Five of the ten deadliest countries are very fragile states, and four are outside major conflict zones. Somalia, Yemen, Syria, Afghanistan and Iraq not only suffered high numbers of fatalities in 2017 but were also ranked among the world’s ten most fragile states. Beyond major conflict areas, Mali, Egypt, Nigeria and Pakistan were also on the list of countries most affected by violent Islamist extremism.
Muslims, more than anyone else, are the most frequent victims of violent Islamist extremist groups. Nearly two-thirds of all attacks aimed at the public space in 2017 occurred in Sunni Muslim–majority states. An ideology that systematically legitimises the targeting of two broad groups—Muslims deemed to be heretics for failing to answer the call to jihad and non-Muslims of a faith or of no faith at all—is simultaneously exploiting and exacerbating community tensions around the world.

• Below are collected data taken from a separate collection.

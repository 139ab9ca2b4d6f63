use crate::{
    clicker::EngineState,
    controller::{CaptureMode, Controller},
    platform::{FakePointer, PointerEvent},
    settings::{Settings, SettingsStore, SETTINGS_DIR_NAME},
    timer::RepeatingTimer,
};
use rand::{rngs::StdRng, SeedableRng};
use std::time::{Duration, Instant};

fn controller_at(x: i32, y: i32) -> Controller<FakePointer> {
    Controller::new(FakePointer::at(x, y))
}

#[test]
fn test_first_start_uses_defaults_and_creates_dir() {
    let tmp = tempfile::tempdir().unwrap();
    let store = SettingsStore::new(tmp.path().join(SETTINGS_DIR_NAME));
    let mut c = controller_at(0, 0);

    c.load(&store);
    assert!(store.dir().is_dir());
    assert_eq!(c.settings().min_delay_ms, 1400);
    assert_eq!(c.settings().max_delay_ms, 1600);
    assert_eq!(c.settings(), &Settings::default());
    assert_eq!(c.form.min_delay, "1400");
}

#[test]
fn test_corrupt_file_keeps_defaults() {
    let tmp = tempfile::tempdir().unwrap();
    let store = SettingsStore::new(tmp.path());
    std::fs::write(store.path(), "{\"MIN_DELAY\": ").unwrap();
    let mut c = controller_at(0, 0);

    c.load(&store);
    assert_eq!(c.settings(), &Settings::default());
}

#[test]
fn test_settings_survive_a_restart() {
    let tmp = tempfile::tempdir().unwrap();
    let store = SettingsStore::new(tmp.path());

    let mut first = controller_at(640, 480);
    first.handle_key("end");
    first.arm_toggle_rebind();
    first.handle_key("f8");
    first.form.min_delay = "20".into();
    first.form.max_delay = "40".into();
    assert!(first.commit_form());
    first.save(&store);

    let mut second = controller_at(0, 0);
    second.load(&store);
    assert_eq!(second.settings(), first.settings());
    assert_eq!(second.form.mark_x, "640");
}

#[test]
fn test_toggle_key_starts_clicking() {
    let mut c = controller_at(0, 0);
    c.handle_key("page up");

    assert_eq!(c.state(), EngineState::Active);
    assert_eq!(c.button_label(), "Stop");
    assert!(c.title().ends_with("*active*"));

    c.handle_key("page up");
    assert_eq!(c.state(), EngineState::Idle);
    assert_eq!(c.button_label(), "Start");
    assert!(!c.title().contains("*active*"));
}

#[test]
fn test_mark_key_records_cursor() {
    let mut c = controller_at(-1280, 1337);
    c.handle_key("end");

    assert_eq!((c.settings().mark_x, c.settings().mark_y), (-1280, 1337));
    assert_eq!(c.form.mark_x, "-1280");
    assert_eq!(c.form.mark_y, "1337");
}

#[test]
fn test_inverted_delays_are_rejected() {
    let mut c = controller_at(0, 0);
    c.form.min_delay = "2000".into();
    c.form.max_delay = "1000".into();
    c.form.mark_x = "55".into();

    c.handle_key("enter");
    assert_eq!(c.error(), "The min/max is incorrect!");
    assert_eq!(c.settings(), &Settings::default());
}

#[test]
fn test_rebind_does_not_trigger_old_action() {
    let mut c = controller_at(0, 0);
    c.arm_toggle_rebind();
    assert_eq!(c.mode(), CaptureMode::AwaitingToggleKey);

    c.handle_key("f6");
    assert_eq!(c.settings().toggle_key, "f6");
    assert_eq!(c.mode(), CaptureMode::Normal);
    assert_eq!(c.state(), EngineState::Idle);

    // old binding is dead, new one toggles
    c.handle_key("page up");
    assert_eq!(c.state(), EngineState::Idle);
    c.handle_key("f6");
    assert_eq!(c.state(), EngineState::Active);
}

#[test]
fn test_timer_chain_clicks_only_while_active() {
    let mut c = controller_at(0, 0);
    c.form.min_delay = "10".into();
    c.form.max_delay = "20".into();
    c.form.mark_x = "300".into();
    c.form.mark_y = "200".into();
    c.form.jitter_width = "4".into();
    c.form.jitter_height = "2".into();
    assert!(c.commit_form());

    let mut rng = StdRng::seed_from_u64(11);
    let t0 = Instant::now();
    let mut timer = RepeatingTimer::start(t0);
    let handle = timer.handle();

    let mut now = t0;
    let mut ticks = 0;
    let mut last_due = t0;
    while ticks < 200 {
        if timer.run_due(now, || c.tick(&mut rng)) {
            ticks += 1;
            let due = timer.next_due().unwrap();
            let gap = due - now;
            assert!(gap >= Duration::from_millis(10) && gap <= Duration::from_millis(20));
            last_due = due;
            if ticks == 100 {
                c.toggle();
            }
        }
        now += Duration::from_millis(1);
    }
    handle.stop();
    assert!(!timer.run_due(last_due, || c.tick(&mut rng)));

    let downs: Vec<_> = c
        .pointer()
        .events()
        .into_iter()
        .filter_map(|e| match e {
            PointerEvent::Down(x, y) => Some((x, y)),
            _ => None,
        })
        .collect();
    assert_eq!(downs.len(), 100);
    for (x, y) in downs {
        assert!((296..=304).contains(&x));
        assert!((198..=202).contains(&y));
    }
}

Sectarianism mobilises the deadliest and most active groups. Over 95 per cent of sectarian attacks targeted Muslim Shia–minority populations, and a sizeable number of operations focused on the religious persecution of Christians. Tracking data of Islamist violence in 2017 reveals the capacity and intentions of groups to target individuals and symbols of the Christian faith and its denominations. Sixty-nine people were killed in just three assaults aimed at Egypt’s Coptic community in 2017.
Executions and suicide attacks are tactics shared by Islamist extremist groups. Thirty-seven groups exploited the Islamic concept of istishhad (martyrdom) to conduct suicide attacks. Twenty-one groups executed 1,976 people on charges including fleeing, spying and disobedience.
Many women plot and orchestrate deadly attacks targeting civilians. The deployment of women on the battlefield shows violent Islamist groups adapting and strategically shifting their principles in favour of operational gains. Operational pressures have encouraged the most expansionist groups to adopt more flexible rulings on women and their place in the global violent jihadi movement. Boko Haram used women more than any other group in 2017. Of all suicide attacks conducted for Boko Haram last year, attacks by women had a 6 percentage point lower interception rate than those by men.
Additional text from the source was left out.